*MATERIAL PROVIDED*
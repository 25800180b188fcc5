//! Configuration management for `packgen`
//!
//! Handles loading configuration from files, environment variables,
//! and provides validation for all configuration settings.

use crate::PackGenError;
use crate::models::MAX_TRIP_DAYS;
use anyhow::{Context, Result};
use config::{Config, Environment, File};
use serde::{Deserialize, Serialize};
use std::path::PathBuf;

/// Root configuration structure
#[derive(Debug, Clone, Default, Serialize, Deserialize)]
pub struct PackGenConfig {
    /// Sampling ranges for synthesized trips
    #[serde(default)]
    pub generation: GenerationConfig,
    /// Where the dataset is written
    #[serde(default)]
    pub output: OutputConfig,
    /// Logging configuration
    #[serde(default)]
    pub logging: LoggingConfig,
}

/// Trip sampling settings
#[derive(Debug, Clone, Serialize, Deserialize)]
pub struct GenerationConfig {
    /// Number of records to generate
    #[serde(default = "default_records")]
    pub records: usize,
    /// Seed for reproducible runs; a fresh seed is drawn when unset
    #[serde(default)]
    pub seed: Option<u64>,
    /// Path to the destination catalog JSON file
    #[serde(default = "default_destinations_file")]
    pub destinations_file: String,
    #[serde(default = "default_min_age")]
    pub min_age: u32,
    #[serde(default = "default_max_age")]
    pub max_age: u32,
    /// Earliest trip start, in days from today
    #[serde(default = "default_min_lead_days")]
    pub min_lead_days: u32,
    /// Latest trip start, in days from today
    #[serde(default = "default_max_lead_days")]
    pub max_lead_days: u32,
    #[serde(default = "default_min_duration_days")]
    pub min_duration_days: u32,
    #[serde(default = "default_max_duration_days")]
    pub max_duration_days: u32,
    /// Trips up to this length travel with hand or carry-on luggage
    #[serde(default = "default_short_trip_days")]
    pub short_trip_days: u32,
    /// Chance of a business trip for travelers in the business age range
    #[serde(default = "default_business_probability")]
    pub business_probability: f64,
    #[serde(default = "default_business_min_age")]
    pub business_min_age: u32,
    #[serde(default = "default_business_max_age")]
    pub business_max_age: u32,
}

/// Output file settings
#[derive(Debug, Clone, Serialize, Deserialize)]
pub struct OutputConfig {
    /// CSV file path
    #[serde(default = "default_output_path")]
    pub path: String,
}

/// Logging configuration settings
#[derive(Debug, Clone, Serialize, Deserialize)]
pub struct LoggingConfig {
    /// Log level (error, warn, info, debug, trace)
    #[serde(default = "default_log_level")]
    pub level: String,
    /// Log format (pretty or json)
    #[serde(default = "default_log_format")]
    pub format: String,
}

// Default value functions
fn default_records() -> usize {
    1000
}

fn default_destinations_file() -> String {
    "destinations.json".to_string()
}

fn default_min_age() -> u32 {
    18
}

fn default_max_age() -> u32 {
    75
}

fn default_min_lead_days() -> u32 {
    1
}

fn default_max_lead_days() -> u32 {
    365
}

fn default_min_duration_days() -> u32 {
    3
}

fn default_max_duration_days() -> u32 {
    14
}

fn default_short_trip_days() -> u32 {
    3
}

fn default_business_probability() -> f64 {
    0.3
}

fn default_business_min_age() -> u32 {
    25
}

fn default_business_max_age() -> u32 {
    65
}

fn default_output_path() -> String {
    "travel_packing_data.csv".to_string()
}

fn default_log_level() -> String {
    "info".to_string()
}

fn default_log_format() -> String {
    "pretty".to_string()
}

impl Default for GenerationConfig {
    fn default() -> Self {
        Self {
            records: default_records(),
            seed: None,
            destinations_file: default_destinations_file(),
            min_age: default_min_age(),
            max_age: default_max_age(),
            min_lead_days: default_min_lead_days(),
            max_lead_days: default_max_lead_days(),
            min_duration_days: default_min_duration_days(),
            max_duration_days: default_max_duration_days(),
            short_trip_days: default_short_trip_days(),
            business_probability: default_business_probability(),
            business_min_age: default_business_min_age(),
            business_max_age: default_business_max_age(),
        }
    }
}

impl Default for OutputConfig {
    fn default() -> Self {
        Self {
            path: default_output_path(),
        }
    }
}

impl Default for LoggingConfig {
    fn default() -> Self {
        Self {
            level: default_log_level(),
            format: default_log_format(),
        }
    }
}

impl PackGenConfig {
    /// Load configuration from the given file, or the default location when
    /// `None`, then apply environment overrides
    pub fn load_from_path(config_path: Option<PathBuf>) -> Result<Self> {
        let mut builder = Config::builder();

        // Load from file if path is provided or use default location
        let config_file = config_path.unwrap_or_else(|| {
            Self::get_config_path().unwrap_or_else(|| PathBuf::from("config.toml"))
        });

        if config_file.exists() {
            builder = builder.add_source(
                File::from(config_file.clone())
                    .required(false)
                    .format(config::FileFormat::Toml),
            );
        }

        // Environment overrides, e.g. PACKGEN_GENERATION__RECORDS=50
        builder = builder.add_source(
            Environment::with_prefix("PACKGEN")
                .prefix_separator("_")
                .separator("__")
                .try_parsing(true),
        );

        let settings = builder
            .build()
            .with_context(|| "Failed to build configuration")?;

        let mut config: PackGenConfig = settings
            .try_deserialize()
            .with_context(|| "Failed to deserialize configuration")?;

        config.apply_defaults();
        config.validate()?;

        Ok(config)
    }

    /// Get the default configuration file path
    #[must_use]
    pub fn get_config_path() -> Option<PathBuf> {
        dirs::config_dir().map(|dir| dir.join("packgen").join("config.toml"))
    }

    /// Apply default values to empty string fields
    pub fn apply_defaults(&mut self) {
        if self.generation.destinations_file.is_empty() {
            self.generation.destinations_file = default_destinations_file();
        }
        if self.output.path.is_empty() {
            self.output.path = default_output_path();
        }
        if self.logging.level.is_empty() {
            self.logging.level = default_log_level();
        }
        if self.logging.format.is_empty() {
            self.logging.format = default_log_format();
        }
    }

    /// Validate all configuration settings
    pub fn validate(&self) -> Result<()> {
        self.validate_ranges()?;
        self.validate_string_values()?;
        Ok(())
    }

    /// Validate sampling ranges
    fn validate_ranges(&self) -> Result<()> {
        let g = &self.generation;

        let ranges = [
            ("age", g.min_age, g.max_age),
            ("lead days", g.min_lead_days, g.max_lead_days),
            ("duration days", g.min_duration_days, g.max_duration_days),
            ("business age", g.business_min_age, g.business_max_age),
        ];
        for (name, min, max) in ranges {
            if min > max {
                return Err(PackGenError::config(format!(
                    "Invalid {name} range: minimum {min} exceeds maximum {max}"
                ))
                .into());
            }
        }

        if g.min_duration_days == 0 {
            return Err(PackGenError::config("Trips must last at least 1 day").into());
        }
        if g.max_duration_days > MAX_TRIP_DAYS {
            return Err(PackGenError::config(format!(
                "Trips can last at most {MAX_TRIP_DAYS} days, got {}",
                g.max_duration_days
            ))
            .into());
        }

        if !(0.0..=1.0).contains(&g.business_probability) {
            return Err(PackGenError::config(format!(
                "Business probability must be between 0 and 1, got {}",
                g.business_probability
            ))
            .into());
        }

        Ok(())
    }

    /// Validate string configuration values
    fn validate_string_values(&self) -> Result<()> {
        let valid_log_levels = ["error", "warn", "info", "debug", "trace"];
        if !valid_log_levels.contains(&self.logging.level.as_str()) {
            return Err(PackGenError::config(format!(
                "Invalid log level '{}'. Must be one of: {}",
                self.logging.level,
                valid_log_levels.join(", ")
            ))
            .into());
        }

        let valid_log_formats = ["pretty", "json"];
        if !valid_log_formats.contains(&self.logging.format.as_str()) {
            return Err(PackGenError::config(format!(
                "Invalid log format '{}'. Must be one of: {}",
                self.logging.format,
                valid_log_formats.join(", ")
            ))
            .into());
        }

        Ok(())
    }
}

*EXERCISE DETAILS*
Among the lines above, find those with the word "builder" and list them.

*SOLUTION*
        let mut builder = Config::builder();
            builder = builder.add_source(
        builder = builder.add_source(
        let settings = builder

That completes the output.